Im working on a website with tumblr.com (mytumblrname.tumblr.com)

I bought a domain on godaddy (mydaddyname.com)

I then uploaded all the pics I want to display on my website to my godaddy ftp account, then on tumblr I linked these pics in my posts...

ie:

mytumblrname.tumblr.com


[picture displayed on mytumblrname.tumblr.com]

- url of the pic (hosted on godaddy): mydaddyname.com/foldername/nameofpic.jpg

then on godaddy I did a forward-mask so that when ppl type my godaddy address...
mydaddyname.com

they would end up on mytumblrname.tumblr.com but the name of the site would be displayed as
mydaddyname.com

Here's the problem... since I did the forward-mask, all the content that is hosted on my godaddy ftp is now un-accessible and I cannot login onto my godaddy ftp account anymore...

when you type ie: mydaddyname.com/foldername/nameofpic.jpg you will end up on a url error page on tumblr.com

all my links for the pics hosted on godaddy redirects to tumblr but the content is on my godaddy ftp account... is there a way to make this work?

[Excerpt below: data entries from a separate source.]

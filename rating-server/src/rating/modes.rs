//! Per-mode proximity ratings for CTA, Divvy and campus shuttles.
//!
//! Each rating turns the walking times from an address to nearby stops into
//! a single time-like number (seconds, lower is better). `None` means the
//! provider returned nothing usable for the mode.

use crate::domain::{CtaFocus, DestinationZone, StopKind, TravelTimeMap};

use super::classify::RouteClassifier;
use super::error::LookupError;
use super::nearest::two_nearest;
use super::weights::{WeightedSum, weighted_average};

/// Weights for the nearest and second-nearest CTA route in a zone.
pub const CTA_ROUTE_WEIGHTS: (f64, f64) = (4.0, 1.0);

/// Weights for the nearest and second-nearest Divvy station.
pub const DIVVY_STATION_WEIGHTS: (f64, f64) = (4.0, 1.0);

/// Weights for the nearest and second-nearest route within a shuttle list.
pub const SHUTTLE_ROUTE_WEIGHTS: (f64, f64) = (3.0, 1.0);

/// Day list weight, night list weight.
pub const SHUTTLE_DAY_NIGHT_WEIGHTS: (f64, f64) = (1.0, 2.0);

/// Shuttle routes running during the day.
pub const DAY_SHUTTLES: [&str; 7] = [
    "53rd Street Express",
    "Apostolic/Drexel",
    "Campus Shuttle",
    "Friend Center/Metra",
    "Hyde Park Route",
    "Midway Route",
    "Polsky Express",
];

/// Shuttle routes running at night.
pub const NIGHT_SHUTTLES: [&str; 6] = [
    "Central",
    "East",
    "North",
    "South",
    "Regents Express",
    "South Loop Shuttle",
];

/// How much each destination zone counts towards the CTA rating.
#[derive(Debug, Clone, Copy, PartialEq)]
pub struct ZoneWeights {
    pub hyde_park: f64,
    pub downtown: f64,
    pub south_side: f64,
    pub uchicago: f64,
}

impl ZoneWeights {
    /// Default weights adjusted for the searcher's focus.
    pub fn for_preferences(focus: CtaFocus, south_side: bool) -> Self {
        let mut weights = Self::default();
        match focus {
            CtaFocus::HydePark => {
                weights.hyde_park = 2.0;
                weights.uchicago = 6.0;
            }
            CtaFocus::Downtown => weights.downtown = 8.0,
            CtaFocus::Neither => {}
        }
        if south_side {
            weights.south_side = 4.0;
        }
        weights
    }

    pub fn get(&self, zone: DestinationZone) -> f64 {
        match zone {
            DestinationZone::HydePark => self.hyde_park,
            DestinationZone::Downtown => self.downtown,
            DestinationZone::SouthSide => self.south_side,
            DestinationZone::UChicago => self.uchicago,
        }
    }
}

impl Default for ZoneWeights {
    fn default() -> Self {
        Self {
            hyde_park: 1.0,
            downtown: 4.0,
            south_side: 0.0,
            uchicago: 3.0,
        }
    }
}

/// CTA proximity: per-zone weighted nearest routes, composed by zone weight.
///
/// A route counts towards every zone it serves. Zones with no nearby route,
/// or with zero weight, are left out of the denominator.
pub fn cta_proximity(
    times: &TravelTimeMap,
    classifier: &RouteClassifier,
    weights: &ZoneWeights,
) -> Result<Option<f64>, LookupError> {
    let classified = times
        .values()
        .map(|entry| {
            classifier
                .zones_for_id(&entry.target_id)
                .map(|zones| (zones, entry))
        })
        .collect::<Result<Vec<_>, LookupError>>()?;

    let mut rating = WeightedSum::new();
    for zone in DestinationZone::ALL {
        let zone_weight = weights.get(zone);
        if zone_weight == 0.0 {
            continue;
        }

        let pair = two_nearest(
            classified
                .iter()
                .filter(|(zones, _)| zones.contains(zone))
                .map(|(_, entry)| (entry.target_id.as_str(), entry.time_seconds)),
        );

        if let Some(zone_time) = pair.weighted(CTA_ROUTE_WEIGHTS) {
            rating.add(zone_time, zone_weight);
        }
    }

    Ok(rating.average())
}

/// Divvy proximity: nearest two stations, weighted sum over weight sum.
pub fn divvy_proximity(times: &TravelTimeMap) -> Option<f64> {
    two_nearest(
        times
            .values()
            .map(|entry| (entry.target_id.as_str(), entry.time_seconds)),
    )
    .weighted(DIVVY_STATION_WEIGHTS)
}

/// Shuttle proximity: nearest day and night routes, night counted double.
///
/// Every named route must be present in `times`.
pub fn shuttle_proximity(times: &TravelTimeMap) -> Result<Option<f64>, LookupError> {
    let day = shuttle_list_rating(times, &DAY_SHUTTLES)?;
    let night = shuttle_list_rating(times, &NIGHT_SHUTTLES)?;

    Ok(match (day, night) {
        (Some(day), Some(night)) => Some(weighted_average(
            &[day, night],
            &[SHUTTLE_DAY_NIGHT_WEIGHTS.0, SHUTTLE_DAY_NIGHT_WEIGHTS.1],
        )),
        (day, night) => day.or(night),
    })
}

fn shuttle_list_rating(
    times: &TravelTimeMap,
    routes: &[&str],
) -> Result<Option<f64>, LookupError> {
    let entries = routes
        .iter()
        .map(|name| {
            times
                .get(*name)
                .map(|entry| (*name, entry.time_seconds))
                .ok_or_else(|| LookupError::MissingShuttleRoute((*name).to_string()))
        })
        .collect::<Result<Vec<_>, LookupError>>()?;

    Ok(two_nearest(entries).weighted(SHUTTLE_ROUTE_WEIGHTS))
}

/// One proximity rating per stop kind, composed uniformly by the location
/// rater.
#[derive(Debug, Clone, Copy)]
pub enum ModeRater<'a> {
    Cta {
        classifier: &'a RouteClassifier,
        weights: ZoneWeights,
    },
    Divvy,
    Shuttles,
}

impl ModeRater<'_> {
    /// The stop kind whose travel times this rater consumes.
    pub fn kind(&self) -> StopKind {
        match self {
            ModeRater::Cta { .. } => StopKind::Cta,
            ModeRater::Divvy => StopKind::Divvy,
            ModeRater::Shuttles => StopKind::Shuttles,
        }
    }

    pub fn rate(&self, times: &TravelTimeMap) -> Result<Option<f64>, LookupError> {
        match self {
            ModeRater::Cta {
                classifier,
                weights,
            } => cta_proximity(times, classifier, weights),
            ModeRater::Divvy => Ok(divvy_proximity(times)),
            ModeRater::Shuttles => shuttle_proximity(times),
        }
    }
}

I basically wanna have my website done and updated through tumblr but all pictures hosted on my godaddy domain while when ppl type mydaddyname.com they end up on mytumblrname.tumblr.com(masked).

Is it possible to do this?

Thank you


----------



## mcorton (Apr 16, 2009)

If you just bought it today, the DNS may not have propagated yet. It can take up to 48 hours but it rarely takes that long. Just out of curiosity, why do you want to do it that way? It seems needlessly complicated.


----------



## Lndo (Mar 9, 2011)

it says on tumblr that the dns is configured correctly...

Custom Domain Test | Tumblr

would a sub-domain help me achieve what I want to do?...



> I basically wanna have my website done and updated through tumblr but all pictures hosted on my godaddy domain while when ppl type mydaddyname.com they end up on mytumblrname.tumblr.com(masked).


----------